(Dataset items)
# # # #

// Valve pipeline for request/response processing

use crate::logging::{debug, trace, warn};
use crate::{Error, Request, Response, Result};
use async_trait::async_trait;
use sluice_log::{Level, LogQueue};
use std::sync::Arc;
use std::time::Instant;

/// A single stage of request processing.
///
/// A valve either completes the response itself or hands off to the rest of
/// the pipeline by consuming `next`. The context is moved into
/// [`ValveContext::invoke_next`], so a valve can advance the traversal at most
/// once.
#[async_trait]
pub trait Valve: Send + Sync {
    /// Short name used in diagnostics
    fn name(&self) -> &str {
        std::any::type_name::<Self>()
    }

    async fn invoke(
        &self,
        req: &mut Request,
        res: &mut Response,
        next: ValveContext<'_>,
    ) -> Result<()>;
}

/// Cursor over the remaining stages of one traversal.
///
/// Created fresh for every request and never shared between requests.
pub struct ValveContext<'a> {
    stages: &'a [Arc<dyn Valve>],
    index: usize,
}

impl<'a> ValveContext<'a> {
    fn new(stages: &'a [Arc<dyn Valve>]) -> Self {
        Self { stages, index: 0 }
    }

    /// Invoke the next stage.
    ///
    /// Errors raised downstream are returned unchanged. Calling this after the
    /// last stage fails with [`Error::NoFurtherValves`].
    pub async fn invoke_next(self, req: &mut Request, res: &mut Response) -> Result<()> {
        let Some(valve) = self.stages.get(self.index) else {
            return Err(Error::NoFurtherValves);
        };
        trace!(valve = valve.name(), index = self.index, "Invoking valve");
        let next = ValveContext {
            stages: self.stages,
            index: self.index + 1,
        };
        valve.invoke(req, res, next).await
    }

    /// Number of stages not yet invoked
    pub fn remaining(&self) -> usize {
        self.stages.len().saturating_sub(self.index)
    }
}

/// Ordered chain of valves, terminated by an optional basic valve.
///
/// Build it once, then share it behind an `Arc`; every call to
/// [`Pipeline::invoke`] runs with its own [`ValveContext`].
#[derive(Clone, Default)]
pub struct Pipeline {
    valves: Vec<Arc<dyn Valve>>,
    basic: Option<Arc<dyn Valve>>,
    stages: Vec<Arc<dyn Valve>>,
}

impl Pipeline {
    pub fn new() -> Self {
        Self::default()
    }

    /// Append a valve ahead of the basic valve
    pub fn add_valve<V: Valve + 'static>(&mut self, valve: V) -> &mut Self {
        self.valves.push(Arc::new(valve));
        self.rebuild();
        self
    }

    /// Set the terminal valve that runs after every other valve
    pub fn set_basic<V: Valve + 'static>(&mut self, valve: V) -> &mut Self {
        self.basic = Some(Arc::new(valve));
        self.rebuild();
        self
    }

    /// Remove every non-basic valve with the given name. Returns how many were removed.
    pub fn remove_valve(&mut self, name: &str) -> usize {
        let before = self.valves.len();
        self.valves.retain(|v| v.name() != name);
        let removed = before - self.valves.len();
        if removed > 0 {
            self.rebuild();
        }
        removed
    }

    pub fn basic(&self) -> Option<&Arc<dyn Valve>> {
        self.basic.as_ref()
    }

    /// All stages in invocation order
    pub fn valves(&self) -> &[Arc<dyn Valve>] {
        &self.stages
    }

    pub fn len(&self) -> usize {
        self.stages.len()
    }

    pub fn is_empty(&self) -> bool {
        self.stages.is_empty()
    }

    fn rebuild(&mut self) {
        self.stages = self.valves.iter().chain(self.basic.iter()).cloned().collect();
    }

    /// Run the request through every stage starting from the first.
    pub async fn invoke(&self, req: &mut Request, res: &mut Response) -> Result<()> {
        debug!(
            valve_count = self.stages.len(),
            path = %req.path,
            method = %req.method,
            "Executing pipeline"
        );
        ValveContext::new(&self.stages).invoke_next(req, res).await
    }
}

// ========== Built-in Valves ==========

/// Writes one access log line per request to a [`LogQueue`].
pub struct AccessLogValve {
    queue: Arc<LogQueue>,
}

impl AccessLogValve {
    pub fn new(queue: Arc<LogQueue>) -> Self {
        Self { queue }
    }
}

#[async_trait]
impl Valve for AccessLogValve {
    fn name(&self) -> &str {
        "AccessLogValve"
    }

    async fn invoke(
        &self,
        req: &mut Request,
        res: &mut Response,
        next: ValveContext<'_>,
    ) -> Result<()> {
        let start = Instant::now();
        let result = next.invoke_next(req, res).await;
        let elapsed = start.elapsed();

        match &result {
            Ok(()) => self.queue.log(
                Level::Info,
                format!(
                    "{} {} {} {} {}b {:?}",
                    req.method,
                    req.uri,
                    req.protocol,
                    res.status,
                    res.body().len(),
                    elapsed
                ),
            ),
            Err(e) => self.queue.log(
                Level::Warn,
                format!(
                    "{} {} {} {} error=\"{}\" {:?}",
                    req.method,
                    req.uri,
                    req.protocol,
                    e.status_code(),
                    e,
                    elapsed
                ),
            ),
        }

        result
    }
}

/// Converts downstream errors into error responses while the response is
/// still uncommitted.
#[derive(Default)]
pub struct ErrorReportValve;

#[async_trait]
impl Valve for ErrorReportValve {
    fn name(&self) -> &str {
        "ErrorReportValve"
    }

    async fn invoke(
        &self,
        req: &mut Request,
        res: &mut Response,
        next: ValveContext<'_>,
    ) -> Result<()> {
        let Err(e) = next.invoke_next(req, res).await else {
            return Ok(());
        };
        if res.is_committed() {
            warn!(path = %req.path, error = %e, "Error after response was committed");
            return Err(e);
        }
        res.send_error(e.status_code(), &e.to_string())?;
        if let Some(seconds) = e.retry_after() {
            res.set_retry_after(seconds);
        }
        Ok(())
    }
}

# # # #

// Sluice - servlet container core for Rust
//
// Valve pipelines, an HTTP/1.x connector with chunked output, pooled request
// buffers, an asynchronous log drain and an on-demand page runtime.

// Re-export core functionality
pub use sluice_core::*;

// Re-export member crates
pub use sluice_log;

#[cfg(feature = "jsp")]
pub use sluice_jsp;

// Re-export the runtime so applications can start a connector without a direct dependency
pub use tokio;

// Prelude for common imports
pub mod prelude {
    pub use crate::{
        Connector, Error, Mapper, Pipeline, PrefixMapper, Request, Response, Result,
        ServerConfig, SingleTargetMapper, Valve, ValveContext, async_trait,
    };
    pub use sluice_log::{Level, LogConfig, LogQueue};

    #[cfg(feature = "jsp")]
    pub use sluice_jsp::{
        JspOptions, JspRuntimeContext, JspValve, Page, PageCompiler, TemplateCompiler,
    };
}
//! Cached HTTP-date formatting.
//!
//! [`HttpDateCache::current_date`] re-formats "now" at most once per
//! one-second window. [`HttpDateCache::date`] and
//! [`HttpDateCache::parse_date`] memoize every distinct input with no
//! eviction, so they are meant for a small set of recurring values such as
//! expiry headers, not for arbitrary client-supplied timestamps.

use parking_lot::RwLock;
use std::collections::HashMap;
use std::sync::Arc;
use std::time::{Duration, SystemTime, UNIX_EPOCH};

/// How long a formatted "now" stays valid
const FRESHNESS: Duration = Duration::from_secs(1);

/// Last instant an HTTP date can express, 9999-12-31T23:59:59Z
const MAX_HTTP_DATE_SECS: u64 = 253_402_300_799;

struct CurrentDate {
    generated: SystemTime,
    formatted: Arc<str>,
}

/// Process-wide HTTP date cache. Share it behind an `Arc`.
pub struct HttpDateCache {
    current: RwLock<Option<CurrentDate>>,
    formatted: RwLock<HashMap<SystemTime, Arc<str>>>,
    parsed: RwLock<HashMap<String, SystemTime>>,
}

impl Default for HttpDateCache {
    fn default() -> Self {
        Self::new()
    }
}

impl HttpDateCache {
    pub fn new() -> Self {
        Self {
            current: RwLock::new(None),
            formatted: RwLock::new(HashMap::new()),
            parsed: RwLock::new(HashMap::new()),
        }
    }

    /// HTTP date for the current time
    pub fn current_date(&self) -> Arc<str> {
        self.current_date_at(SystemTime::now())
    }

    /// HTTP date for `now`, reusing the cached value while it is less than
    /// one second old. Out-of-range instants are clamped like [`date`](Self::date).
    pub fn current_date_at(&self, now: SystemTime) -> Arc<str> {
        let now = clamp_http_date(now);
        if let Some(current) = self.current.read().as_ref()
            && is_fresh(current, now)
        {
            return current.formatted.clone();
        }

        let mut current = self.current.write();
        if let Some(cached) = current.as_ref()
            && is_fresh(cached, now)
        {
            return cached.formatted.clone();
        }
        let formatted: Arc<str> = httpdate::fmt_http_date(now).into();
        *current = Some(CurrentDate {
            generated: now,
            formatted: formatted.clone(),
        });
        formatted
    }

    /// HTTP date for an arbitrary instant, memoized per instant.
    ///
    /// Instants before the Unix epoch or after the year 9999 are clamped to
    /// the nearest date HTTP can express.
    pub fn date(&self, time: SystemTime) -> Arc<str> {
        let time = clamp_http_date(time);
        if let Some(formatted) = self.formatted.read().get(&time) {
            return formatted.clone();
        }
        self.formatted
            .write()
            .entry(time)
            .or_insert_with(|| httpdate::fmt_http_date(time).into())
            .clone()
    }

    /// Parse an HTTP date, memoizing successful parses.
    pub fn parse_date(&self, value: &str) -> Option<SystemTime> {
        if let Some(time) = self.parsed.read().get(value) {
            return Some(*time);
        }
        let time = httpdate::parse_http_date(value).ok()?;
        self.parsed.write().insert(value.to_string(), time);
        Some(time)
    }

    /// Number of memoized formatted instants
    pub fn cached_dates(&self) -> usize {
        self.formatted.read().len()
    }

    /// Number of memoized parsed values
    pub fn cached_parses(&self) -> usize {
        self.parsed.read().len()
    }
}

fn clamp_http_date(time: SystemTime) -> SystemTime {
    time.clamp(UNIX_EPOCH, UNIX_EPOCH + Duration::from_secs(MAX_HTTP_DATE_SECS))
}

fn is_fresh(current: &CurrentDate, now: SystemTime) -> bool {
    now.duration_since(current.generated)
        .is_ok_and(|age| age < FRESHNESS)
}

# # # #

Only the lines above starting at the one containing "for request/response processing" and ending at the one containing "the rest of", both included, are to be returned, exactly as they read.

RESULT FOR THIS EXERCISE —
// Valve pipeline for request/response processing

use crate::logging::{debug, trace, warn};
use crate::{Error, Request, Response, Result};
use async_trait::async_trait;
use sluice_log::{Level, LogQueue};
use std::sync::Arc;
use std::time::Instant;

/// A single stage of request processing.
///
/// A valve either completes the response itself or hands off to the rest of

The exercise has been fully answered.